▶ _Task item_
Every line in the data below that includes "carried" belongs in the answer, copied as it stands.

▶ _Supplied material_
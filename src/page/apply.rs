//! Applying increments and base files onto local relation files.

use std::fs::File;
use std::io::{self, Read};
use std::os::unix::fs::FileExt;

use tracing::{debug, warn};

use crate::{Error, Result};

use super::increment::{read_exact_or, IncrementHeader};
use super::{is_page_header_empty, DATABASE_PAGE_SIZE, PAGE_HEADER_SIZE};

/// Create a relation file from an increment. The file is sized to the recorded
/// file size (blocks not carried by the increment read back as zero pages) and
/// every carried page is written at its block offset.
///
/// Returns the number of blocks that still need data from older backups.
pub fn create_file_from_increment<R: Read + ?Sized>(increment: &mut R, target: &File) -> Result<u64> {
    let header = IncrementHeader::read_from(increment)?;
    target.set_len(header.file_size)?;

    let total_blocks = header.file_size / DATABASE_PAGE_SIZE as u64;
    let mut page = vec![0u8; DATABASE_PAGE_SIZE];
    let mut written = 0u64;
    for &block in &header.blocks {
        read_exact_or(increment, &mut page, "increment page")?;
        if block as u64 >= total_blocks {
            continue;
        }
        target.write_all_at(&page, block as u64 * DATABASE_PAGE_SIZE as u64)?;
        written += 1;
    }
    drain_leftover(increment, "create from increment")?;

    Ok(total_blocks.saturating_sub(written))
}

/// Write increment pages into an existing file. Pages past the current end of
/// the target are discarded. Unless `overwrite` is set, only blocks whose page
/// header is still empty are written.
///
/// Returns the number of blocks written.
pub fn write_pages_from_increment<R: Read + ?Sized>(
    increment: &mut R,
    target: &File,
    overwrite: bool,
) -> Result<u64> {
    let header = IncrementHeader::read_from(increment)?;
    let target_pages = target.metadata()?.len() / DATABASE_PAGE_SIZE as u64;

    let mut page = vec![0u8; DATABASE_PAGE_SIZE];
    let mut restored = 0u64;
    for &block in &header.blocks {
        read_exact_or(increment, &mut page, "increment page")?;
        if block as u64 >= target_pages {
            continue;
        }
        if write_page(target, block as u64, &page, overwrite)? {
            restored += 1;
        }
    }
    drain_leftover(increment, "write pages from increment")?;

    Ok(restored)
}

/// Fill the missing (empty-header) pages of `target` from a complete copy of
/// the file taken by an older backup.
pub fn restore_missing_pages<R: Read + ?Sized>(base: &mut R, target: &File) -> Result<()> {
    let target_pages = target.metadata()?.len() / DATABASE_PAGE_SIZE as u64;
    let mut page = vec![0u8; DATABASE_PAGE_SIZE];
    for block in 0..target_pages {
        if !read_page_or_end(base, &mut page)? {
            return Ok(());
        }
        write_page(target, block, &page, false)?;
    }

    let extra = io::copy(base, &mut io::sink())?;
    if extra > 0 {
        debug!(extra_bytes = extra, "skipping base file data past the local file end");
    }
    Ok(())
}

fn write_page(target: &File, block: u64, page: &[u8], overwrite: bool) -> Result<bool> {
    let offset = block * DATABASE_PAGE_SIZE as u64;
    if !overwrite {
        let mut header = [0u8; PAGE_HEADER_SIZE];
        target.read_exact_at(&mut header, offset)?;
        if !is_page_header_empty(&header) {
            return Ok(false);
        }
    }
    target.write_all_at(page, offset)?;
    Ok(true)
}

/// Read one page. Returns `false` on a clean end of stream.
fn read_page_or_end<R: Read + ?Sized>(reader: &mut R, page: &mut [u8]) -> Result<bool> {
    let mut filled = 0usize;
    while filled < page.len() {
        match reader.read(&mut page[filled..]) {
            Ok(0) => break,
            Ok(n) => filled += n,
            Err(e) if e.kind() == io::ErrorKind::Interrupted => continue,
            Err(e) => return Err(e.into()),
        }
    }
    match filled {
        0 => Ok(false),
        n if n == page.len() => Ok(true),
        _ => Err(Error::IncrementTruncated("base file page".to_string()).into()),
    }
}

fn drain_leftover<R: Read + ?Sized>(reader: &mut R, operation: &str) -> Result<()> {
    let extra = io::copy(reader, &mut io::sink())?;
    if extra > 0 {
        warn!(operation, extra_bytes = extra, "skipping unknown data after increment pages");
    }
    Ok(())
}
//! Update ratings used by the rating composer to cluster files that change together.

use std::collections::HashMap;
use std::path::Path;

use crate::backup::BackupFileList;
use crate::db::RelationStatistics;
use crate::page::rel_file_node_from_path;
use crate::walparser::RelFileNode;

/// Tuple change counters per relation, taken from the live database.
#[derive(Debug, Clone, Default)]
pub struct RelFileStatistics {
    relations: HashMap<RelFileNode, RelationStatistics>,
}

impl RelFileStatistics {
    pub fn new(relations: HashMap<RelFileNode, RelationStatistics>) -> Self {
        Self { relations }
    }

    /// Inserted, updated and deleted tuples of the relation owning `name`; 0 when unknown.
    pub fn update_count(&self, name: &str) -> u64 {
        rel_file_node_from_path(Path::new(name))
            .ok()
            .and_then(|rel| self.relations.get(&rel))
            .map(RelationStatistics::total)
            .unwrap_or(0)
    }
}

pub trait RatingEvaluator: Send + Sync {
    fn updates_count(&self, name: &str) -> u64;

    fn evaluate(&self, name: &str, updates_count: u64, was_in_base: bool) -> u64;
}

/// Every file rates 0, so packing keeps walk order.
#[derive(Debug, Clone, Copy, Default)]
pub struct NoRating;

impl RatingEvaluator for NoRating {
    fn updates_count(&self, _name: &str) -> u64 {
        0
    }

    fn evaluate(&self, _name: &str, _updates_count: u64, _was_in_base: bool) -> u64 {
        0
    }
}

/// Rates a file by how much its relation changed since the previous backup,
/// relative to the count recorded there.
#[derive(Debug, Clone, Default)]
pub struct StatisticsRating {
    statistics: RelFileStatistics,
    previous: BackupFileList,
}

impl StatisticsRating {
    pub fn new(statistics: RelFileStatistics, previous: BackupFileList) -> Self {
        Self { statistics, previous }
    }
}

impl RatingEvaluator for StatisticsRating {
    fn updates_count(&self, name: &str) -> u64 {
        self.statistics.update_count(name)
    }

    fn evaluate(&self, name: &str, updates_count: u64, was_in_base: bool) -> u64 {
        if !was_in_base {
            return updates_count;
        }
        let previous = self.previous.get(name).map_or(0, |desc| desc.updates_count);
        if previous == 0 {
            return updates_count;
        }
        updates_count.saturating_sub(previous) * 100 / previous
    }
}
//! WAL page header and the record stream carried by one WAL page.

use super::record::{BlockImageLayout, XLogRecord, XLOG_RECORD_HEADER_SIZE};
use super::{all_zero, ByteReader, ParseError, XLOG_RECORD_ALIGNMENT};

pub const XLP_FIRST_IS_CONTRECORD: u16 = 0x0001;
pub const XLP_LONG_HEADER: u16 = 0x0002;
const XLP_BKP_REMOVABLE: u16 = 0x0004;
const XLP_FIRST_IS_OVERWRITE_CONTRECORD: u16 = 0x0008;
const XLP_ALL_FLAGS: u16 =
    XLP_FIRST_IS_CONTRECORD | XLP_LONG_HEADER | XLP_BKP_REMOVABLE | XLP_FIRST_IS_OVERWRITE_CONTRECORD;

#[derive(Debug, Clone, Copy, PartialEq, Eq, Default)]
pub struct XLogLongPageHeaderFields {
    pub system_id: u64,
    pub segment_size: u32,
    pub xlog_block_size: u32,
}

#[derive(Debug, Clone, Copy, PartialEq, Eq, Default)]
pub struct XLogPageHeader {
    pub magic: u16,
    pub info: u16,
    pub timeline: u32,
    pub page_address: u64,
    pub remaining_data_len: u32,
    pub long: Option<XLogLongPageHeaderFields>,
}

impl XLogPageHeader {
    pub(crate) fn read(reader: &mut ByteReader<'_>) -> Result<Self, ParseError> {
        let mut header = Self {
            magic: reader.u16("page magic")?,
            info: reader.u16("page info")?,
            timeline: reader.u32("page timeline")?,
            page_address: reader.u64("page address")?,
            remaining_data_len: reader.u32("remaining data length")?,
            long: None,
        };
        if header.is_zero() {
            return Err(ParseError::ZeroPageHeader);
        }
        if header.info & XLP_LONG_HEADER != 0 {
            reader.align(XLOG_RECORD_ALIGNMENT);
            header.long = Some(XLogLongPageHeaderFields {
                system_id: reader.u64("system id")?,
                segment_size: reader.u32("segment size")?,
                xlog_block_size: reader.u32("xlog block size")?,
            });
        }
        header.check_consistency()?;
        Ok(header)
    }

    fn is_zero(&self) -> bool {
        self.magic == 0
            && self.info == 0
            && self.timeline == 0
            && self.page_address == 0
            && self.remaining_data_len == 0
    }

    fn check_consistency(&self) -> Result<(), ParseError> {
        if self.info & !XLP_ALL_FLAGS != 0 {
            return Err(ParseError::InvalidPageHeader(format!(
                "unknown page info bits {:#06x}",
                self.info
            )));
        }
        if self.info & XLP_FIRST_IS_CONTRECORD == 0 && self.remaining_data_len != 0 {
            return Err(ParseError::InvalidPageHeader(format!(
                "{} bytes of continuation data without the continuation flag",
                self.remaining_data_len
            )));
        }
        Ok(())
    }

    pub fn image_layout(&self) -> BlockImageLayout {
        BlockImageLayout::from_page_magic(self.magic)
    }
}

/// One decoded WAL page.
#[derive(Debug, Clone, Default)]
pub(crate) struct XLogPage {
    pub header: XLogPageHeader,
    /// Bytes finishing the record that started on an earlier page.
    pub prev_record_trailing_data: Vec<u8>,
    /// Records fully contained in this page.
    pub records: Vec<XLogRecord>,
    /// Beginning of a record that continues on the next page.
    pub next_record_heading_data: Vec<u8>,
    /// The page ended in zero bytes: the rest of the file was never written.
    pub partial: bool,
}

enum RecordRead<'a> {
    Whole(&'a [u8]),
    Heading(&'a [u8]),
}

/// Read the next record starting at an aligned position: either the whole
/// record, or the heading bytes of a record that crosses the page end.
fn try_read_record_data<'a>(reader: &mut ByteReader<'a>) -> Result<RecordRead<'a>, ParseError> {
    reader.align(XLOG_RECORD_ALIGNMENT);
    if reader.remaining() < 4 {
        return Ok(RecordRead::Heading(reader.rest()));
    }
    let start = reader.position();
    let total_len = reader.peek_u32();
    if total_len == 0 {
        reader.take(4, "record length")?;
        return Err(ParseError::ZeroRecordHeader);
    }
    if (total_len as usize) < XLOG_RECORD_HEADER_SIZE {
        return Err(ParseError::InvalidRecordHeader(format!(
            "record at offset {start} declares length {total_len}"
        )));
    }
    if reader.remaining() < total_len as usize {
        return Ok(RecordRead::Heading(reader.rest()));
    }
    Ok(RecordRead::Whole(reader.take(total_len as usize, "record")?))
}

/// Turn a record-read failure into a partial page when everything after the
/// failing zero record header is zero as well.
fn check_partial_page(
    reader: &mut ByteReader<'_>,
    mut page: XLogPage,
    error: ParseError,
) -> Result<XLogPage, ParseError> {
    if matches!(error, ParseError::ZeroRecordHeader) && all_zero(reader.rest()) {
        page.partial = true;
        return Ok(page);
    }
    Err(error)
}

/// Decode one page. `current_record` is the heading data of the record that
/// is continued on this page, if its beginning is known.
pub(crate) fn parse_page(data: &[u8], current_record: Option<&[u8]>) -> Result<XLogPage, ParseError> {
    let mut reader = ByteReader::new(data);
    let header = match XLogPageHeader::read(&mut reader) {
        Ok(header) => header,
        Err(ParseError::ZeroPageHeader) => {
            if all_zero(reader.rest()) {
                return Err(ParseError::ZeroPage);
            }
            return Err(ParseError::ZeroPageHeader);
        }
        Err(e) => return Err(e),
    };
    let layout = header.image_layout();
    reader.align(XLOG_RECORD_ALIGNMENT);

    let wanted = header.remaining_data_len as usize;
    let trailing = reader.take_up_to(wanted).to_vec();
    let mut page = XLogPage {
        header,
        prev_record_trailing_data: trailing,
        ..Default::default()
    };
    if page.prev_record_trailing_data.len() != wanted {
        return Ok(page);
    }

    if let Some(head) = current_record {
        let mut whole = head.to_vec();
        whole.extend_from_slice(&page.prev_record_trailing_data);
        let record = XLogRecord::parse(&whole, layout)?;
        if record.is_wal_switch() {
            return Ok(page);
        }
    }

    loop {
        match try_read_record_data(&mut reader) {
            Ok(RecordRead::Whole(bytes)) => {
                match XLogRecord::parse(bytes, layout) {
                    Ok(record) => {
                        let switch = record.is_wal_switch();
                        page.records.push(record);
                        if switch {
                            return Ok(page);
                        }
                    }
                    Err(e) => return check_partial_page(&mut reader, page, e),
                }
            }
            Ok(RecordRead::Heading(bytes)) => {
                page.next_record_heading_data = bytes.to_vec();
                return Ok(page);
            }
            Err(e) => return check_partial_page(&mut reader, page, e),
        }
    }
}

▶ _Task output_
/// file size (blocks not carried by the increment read back as zero pages) and
/// every carried page is written at its block offset.
//! WAL page header and the record stream carried by one WAL page.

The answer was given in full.